Minister of State, Assam
- In office 18 January 2020 – 10 May 2021
- Chief Minister: Sarbananda Sonowal
- Portfolios: Tea Tribes Welfare (Independent charge); Labour Welfare;

Member, Assam Legislative Assembly
- Incumbent
- Assumed office 19 May 2016
- Preceded by: Rajendra Prasad Singh
- Constituency: Tinsukia

Personal details
- Born: 26 January 1972 (age 54) Dhelakhat
- Party: Bharatiya Janata Party
- Spouse: Rahil Mundu Kishan ​(m. 2004)​
- Children: 2 daughters
- Parents: Mohanlal Kishan (father); Bisoka Kishan (mother);

= Sanjoy Kishan =

Indian politician

Sanjoy Kishan (born 26 January 1970 in Dhelakhat, Assam) is a Bharatiya Janata Party politician from Assam, India. He was elected to the Assam Legislative Assembly election in 2016, representing the Tinsukia constituency.

== Early life ==
Sanjoy Kishan was born on 26 January 1970 to the late Mohanlal Kishan and the late Bisoka Kishan in Dhelakhat.
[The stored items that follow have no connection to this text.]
pub mod postgres;
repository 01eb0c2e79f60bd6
use sea_orm::entity::prelude::*;
use serde::{Deserialize, Serialize};

#[derive(Clone, Debug, PartialEq, Eq, DeriveEntityModel, Serialize, Deserialize)]
#[sea_orm(table_name = "roles")]
pub struct Model {
    #[sea_orm(primary_key, auto_increment = false)]
    pub id: Uuid,
    #[sea_orm(unique)]
    pub name: String,
    pub created_at: DateTime,
    pub updated_at: DateTime,
}

#[derive(Copy, Clone, Debug, EnumIter, DeriveRelation)]
pub enum Relation {
    #[sea_orm(has_many = "super::user_roles::Entity")]
    UserRoles,
    #[sea_orm(has_many = "super::role_permissions::Entity")]
    RolePermissions,
}

impl Related<super::user_roles::Entity> for Entity {
    fn to() -> RelationDef {
        Relation::UserRoles.def()
    }
}

impl Related<super::role_permissions::Entity> for Entity {
    fn to() -> RelationDef {
        Relation::RolePermissions.def()
    }
}

impl Related<super::users::Entity> for Entity {
    fn to() -> RelationDef {
        super::user_roles::Relation::User.def()
    }

    fn via() -> Option<RelationDef> {
        Some(super::user_roles::Relation::Role.def().rev())
    }
}

impl Related<super::permissions::Entity> for Entity {
    fn to() -> RelationDef {
        super::role_permissions::Relation::Permission.def()
    }

    fn via() -> Option<RelationDef> {
        Some(super::role_permissions::Relation::Role.def().rev())
    }
}

impl ActiveModelBehavior for ActiveModel {}
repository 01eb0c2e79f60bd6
use axum::{
    Json,
    http::StatusCode,
    response::{IntoResponse, Response as AxumResponse},
};
use serde::Serialize;

#[derive(Debug)]
pub enum Response<T: Serialize> {
    OK(T),
    Created(T),
}

impl<T: Serialize> IntoResponse for Response<T> {
    fn into_response(self) -> AxumResponse {
        match self {
            Response::OK(body) => (StatusCode::OK, Json(body)).into_response(),
            Response::Created(body) => (StatusCode::CREATED, Json(body)).into_response(),
        }
    }
}
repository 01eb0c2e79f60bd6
use std::collections::HashMap;

use super::ports::ParameterSource;

/// Request parameter read by a search spec unless it was renamed.
pub const SEARCH_PARAMETER: &str = "query";

/// Request parameter holding the column an order spec sorts by.
pub const SORT_PARAMETER: &str = "sort";

/// Request parameter holding the direction (`asc` / `desc`) of an order spec.
pub const DIRECTION_PARAMETER: &str = "direction";

/// Snapshot of the query-string parameters of one inbound request.
#[derive(Debug, Clone, Default, PartialEq, Eq)]
pub struct RequestParams(HashMap<String, String>);

impl RequestParams {
    pub fn new() -> Self {
        Self::default()
    }

    pub fn with(mut self, key: impl Into<String>, value: impl Into<String>) -> Self {
        self.0.insert(key.into(), value.into());
        self
    }

    pub fn is_empty(&self) -> bool {
        self.0.is_empty()
    }
}

impl From<HashMap<String, String>> for RequestParams {
    fn from(map: HashMap<String, String>) -> Self {
        Self(map)
    }
}

impl<K, V> FromIterator<(K, V)> for RequestParams
where
    K: Into<String>,
    V: Into<String>,
{
    fn from_iter<T: IntoIterator<Item = (K, V)>>(iter: T) -> Self {
        Self(
            iter.into_iter()
                .map(|(key, value)| (key.into(), value.into()))
                .collect(),
        )
    }
}

impl ParameterSource for RequestParams {
    fn get(&self, key: &str) -> Option<&str> {
        self.0.get(key).map(String::as_str)
    }
}

impl ParameterSource for HashMap<String, String> {
    fn get(&self, key: &str) -> Option<&str> {
        HashMap::get(self, key).map(String::as_str)
    }
}
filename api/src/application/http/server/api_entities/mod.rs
pub mod api_error;
pub mod response;
//! SQL rendition of the filter engine on top of sea-orm selects.

pub mod relations;
pub mod select;
use crate::application::auth::RequiredIdentity;
use crate::application::http::server::api_entities::api_error::{ApiError, ValidateJson};
use crate::application::http::server::api_entities::response::Response;
use crate::application::http::server::app_state::AppState;
use crate::application::http::user::handlers::get_user::UserResponse;
use crate::application::http::user::validators::UpdateUserValidator;
use axum::extract::{Path, State};
use uuid::Uuid;
use warden_core::domain::user::ports::UserService;
use warden_core::domain::user::value_objects::UpdateUserInput;

#[utoipa::path(
    put,
    path = "/{user_id}",
    tag = "user",
    summary = "Update user",
    description = "Updates the given fields; `roles`, when present, replaces every role of the user.",
    params(
        ("user_id" = Uuid, Path, description = "User ID"),
    ),
    request_body = UpdateUserValidator,
    responses(
        (status = 200, body = UserResponse),
        (status = 404, description = "User not found"),
        (status = 409, description = "Email already in use")
    ),
)]
pub async fn update_user(
    Path(user_id): Path<Uuid>,
    State(state): State<AppState>,
    RequiredIdentity(identity): RequiredIdentity,
    ValidateJson(payload): ValidateJson<UpdateUserValidator>,
) -> Result<Response<UserResponse>, ApiError> {
    let user = state
        .service
        .update_user(
            identity,
            UpdateUserInput {
                user_id,
                name: payload.name,
                email: payload.email,
                password: payload.password,
                roles: payload.roles,
            },
        )
        .await
        .map_err(ApiError::from)?;

    Ok(Response::OK(UserResponse { data: user }))
}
He is a Class X (matric) pass.

== Political career ==
He was elected in 2016 to the Assembly for Tinsukia. He became a minister in Sarbananda Sonowal's cabinet, and was a minister in Himanta Biswa Sarma's first cabinet.

== Personal life ==
He married Rahil Mundu Kishan on 20 July 2004. They have two daughters.